Countless parents follow this advice, meet with the teachers, employ private tutors, and take their children to counselors—yet, year after year, the homework situation keeps getting worse. In elementary school, take-home work may not seem as bad since you only have one teacher involved. Even when all of his homework isn’t completed (hey, it happens), your little learner still hands in some of the assignments.
By middle school, your child’s facing a mountain of homework from up to five different teachers, each with their own expectations. He’s bringing home good grades though, so you find yourself relaxing, and feeling you’re back on track (for a couple of weeks).
Before long, you realize that your kid has done all of his work for some of his teachers—and none of his work for the others. He was feeling proud of what he had completed, so from his point of view, everyone’s coming down on him in unreasonable ways. This feeling of defeat chips away at his motivation, until eventually, like a house of cards, his performance deteriorates in all of his classes. By high school, he feels lost, and if he loses access to after school activities, his interest in school is essentially gone.
The Homework Trap
So as a parent, how do you help your kid remain interested in education? The first step is to understand why your child fell into a “homework trap.”
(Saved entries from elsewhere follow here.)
//! Per-job pacing: sleep just long enough after each chunk that the average
//! rate since the window start stays at or under the governor's limit.

use std::sync::Arc;
use std::time::{Duration, Instant};

use crate::bandwidth::{BandwidthGovernor, RateLimit};
use crate::control::AbortHandle;

/// How often the governor is asked again (time windows move).
const LIMIT_RECHECK: Duration = Duration::from_secs(1);
/// Accounting restarts after this long without owed sleep, so an idle
/// stretch does not buy a later burst.
const WINDOW: Duration = Duration::from_secs(2);
/// Blocking sleeps are sliced so aborts are seen promptly.
const BLOCKING_SLICE: Duration = Duration::from_millis(50);

/// Sleep owed after `bytes` in `elapsed` at `limit`.
pub fn delay_for(bytes: u64, elapsed: Duration, limit: RateLimit) -> Duration {
    match limit {
        RateLimit::Unlimited => Duration::ZERO,
        RateLimit::BytesPerSec(rate) => {
            let expected = Duration::from_secs_f64(bytes as f64 / rate as f64);
            expected.saturating_sub(elapsed)
        }
    }
}

pub struct Throttle {
    governor: Arc<BandwidthGovernor>,
    owner: String,
    limit: RateLimit,
    checked_at: Instant,
    window_start: Instant,
    window_bytes: u64,
}

impl Throttle {
    pub fn new(governor: Arc<BandwidthGovernor>, owner: &str) -> Self {
        let limit = governor.current_limit(owner);
        let now = Instant::now();
        Self {
            governor,
            owner: owner.to_string(),
            limit,
            checked_at: now,
            window_start: now,
            window_bytes: 0,
        }
    }

    pub fn limit(&self) -> RateLimit {
        self.limit
    }

    /// Account for `n` bytes and return the sleep now owed.
    pub fn consume(&mut self, n: u64) -> Duration {
        let now = Instant::now();
        if now.duration_since(self.checked_at) >= LIMIT_RECHECK {
            self.checked_at = now;
            let limit = self.governor.current_limit(&self.owner);
            if limit != self.limit {
                tracing::debug!(owner = %self.owner, from = %self.limit, to = %limit, "rate limit changed");
                self.limit = limit;
                self.reset(now);
            }
        }
        let elapsed = now.duration_since(self.window_start);
        if elapsed >= WINDOW && delay_for(self.window_bytes, elapsed, self.limit).is_zero() {
            self.reset(now);
        }
        self.window_bytes += n;
        delay_for(self.window_bytes, now.duration_since(self.window_start), self.limit)
    }

    fn reset(&mut self, now: Instant) {
        self.window_start = now;
        self.window_bytes = 0;
    }

    /// Async pacing. Returns false if aborted while sleeping.
    pub async fn pace(&mut self, n: u64, abort: &AbortHandle) -> bool {
        let delay = self.consume(n);
        if delay.is_zero() {
            return true;
        }
        tokio::select! {
            _ = tokio::time::sleep(delay) => true,
            _ = abort.aborted() => false,
        }
    }

    /// Blocking pacing for transports on a blocking thread.
    pub fn pace_blocking(&mut self, n: u64, abort: &AbortHandle) -> bool {
        let mut remaining = self.consume(n);
        while !remaining.is_zero() {
            if abort.is_aborted() {
                return false;
            }
            let step = remaining.min(BLOCKING_SLICE);
            std::thread::sleep(step);
            remaining -= step;
        }
        !abort.is_aborted()
    }
}

#[cfg(test)]
mod tests {
    use super::*;
    use crate::bandwidth::BandwidthProfile;
    use std::collections::HashMap;

    #[test]
    fn unlimited_never_sleeps() {
        assert_eq!(
            delay_for(u64::MAX, Duration::ZERO, RateLimit::Unlimited),
            Duration::ZERO
        );
    }

    #[test]
    fn delay_covers_the_deficit() {
        let d = delay_for(1000, Duration::from_millis(250), RateLimit::BytesPerSec(1000));
        assert_eq!(d, Duration::from_millis(750));
        assert_eq!(
            delay_for(1000, Duration::from_secs(2), RateLimit::BytesPerSec(1000)),
            Duration::ZERO
        );
    }

    #[test]
    fn throttle_uses_owner_profile() {
        let gov = Arc::new(BandwidthGovernor::new(
            BandwidthProfile::default(),
            HashMap::from([("slow".to_string(), BandwidthProfile::fixed(1000))]),
        ));
        let mut fast = Throttle::new(gov.clone(), "other");
        assert_eq!(fast.consume(1_000_000), Duration::ZERO);
        let mut slow = Throttle::new(gov, "slow");
        assert_eq!(slow.limit(), RateLimit::BytesPerSec(1000));
        let d = slow.consume(500);
        assert!(d > Duration::from_millis(400) && d <= Duration::from_millis(500));
    }

    #[tokio::test]
    async fn pace_stops_on_abort() {
        let gov = Arc::new(BandwidthGovernor::new(BandwidthProfile::fixed(1), HashMap::new()));
        let mut t = Throttle::new(gov, "");
        let abort = AbortHandle::new();
        abort.abort(crate::control::AbortReason::Pause);
        assert!(!t.pace(10, &abort).await);
        assert!(!t.pace_blocking(10, &abort));
    }
}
- “Under the radar” learning problems. Your kid may be suffering from a learning issue that’s gone unnoticed. He may not absorb all the teacher has said, or his handwriting may be poor. Whatever the case, he works more slowly than other students. At school, it’s less evident because the school day starts and stops by the clock. At home it’s brutal because there’s no bell to tell your child when his “homework day” is done. Without an end point, he can’t function at all. If you overlook these learning issues that manifest in his work pace, you’ll have little chance of getting him on track.
- Hard-line discipline. Penalties for incomplete take-home assignments are far too severe. Zeros factored in as up to 25 percent of the grade essentially remove any possibility for change. When consequences that don’t work are used repeatedly, they actually further perpetuate the problem. Instead of extinguishing undesirable behaviors such as laziness or poor time management, strict punishments reinforce them. Severe grade penalties are highly unsuccessful as a method for getting homework-trapped children to do their work—however, they’re quite effective in sending parents into a frenzied state.
- Clear direction. Homework blurs the natural lines of authority between the home and the school. Children need clarity: teachers in charge in class and parents in charge at home. Homework traverses those boundaries, innocuously if your kid doesn’t have a serious problem, but dangerously if he does. Homework is a major area of family life where, when problems arise, moms and dads lack the prerogative to decide what to do.